*Stored data*:

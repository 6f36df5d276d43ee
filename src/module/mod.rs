//! 模块子系统
//!
//! 包含模块描述符、子选项模式、注册表、生命周期执行器和卸载上下文。

pub mod descriptor;
pub mod registry;
pub mod runner;
pub mod suboption;
pub mod unloader;

// 重导出常用类型
pub use descriptor::{
    DescriptorBuilder, InstanceInfo, ModuleDescriptor, ModuleState, ModuleSummary,
};
pub use registry::{ModuleRegistry, RegistrationHandle};
pub use runner::{LifecycleRunner, StoredValues};
pub use suboption::{
    resolve_options, ResolvedOptions, Suboption, SuboptionKind, SuboptionSchema,
    SuboptionValidator,
};
pub use unloader::{ContextState, Removable, UnloaderContext};
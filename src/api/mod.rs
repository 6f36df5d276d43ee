//! 对外 API 模块
//!
//! 提供宿主程序使用内核的 SDK 入口。

pub mod sdk;

pub use sdk::{CoreState, VeneerCore};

*INSTRUCTIONS TO FOLLOW*:
Nothing in the records should be left out; write all of them out again exactly.

*EXERCISE RESPONSE*:
repository 6f36df5d276d43ee
filename src/module/mod.rs
//! 模块子系统
//!
//! 包含模块描述符、子选项模式、注册表、生命周期执行器和卸载上下文。

pub mod descriptor;
pub mod registry;
pub mod runner;
pub mod suboption;
pub mod unloader;

// 重导出常用类型
pub use descriptor::{
    DescriptorBuilder, InstanceInfo, ModuleDescriptor, ModuleState, ModuleSummary,
};
pub use registry::{ModuleRegistry, RegistrationHandle};
pub use runner::{LifecycleRunner, StoredValues};
pub use suboption::{
    resolve_options, ResolvedOptions, Suboption, SuboptionKind, SuboptionSchema,
    SuboptionValidator,
};
pub use unloader::{ContextState, Removable, UnloaderContext};
filename src/api/mod.rs
repository 6f36df5d276d43ee
//! 对外 API 模块
//!
//! 提供宿主程序使用内核的 SDK 入口。

pub mod sdk;

pub use sdk::{CoreState, VeneerCore};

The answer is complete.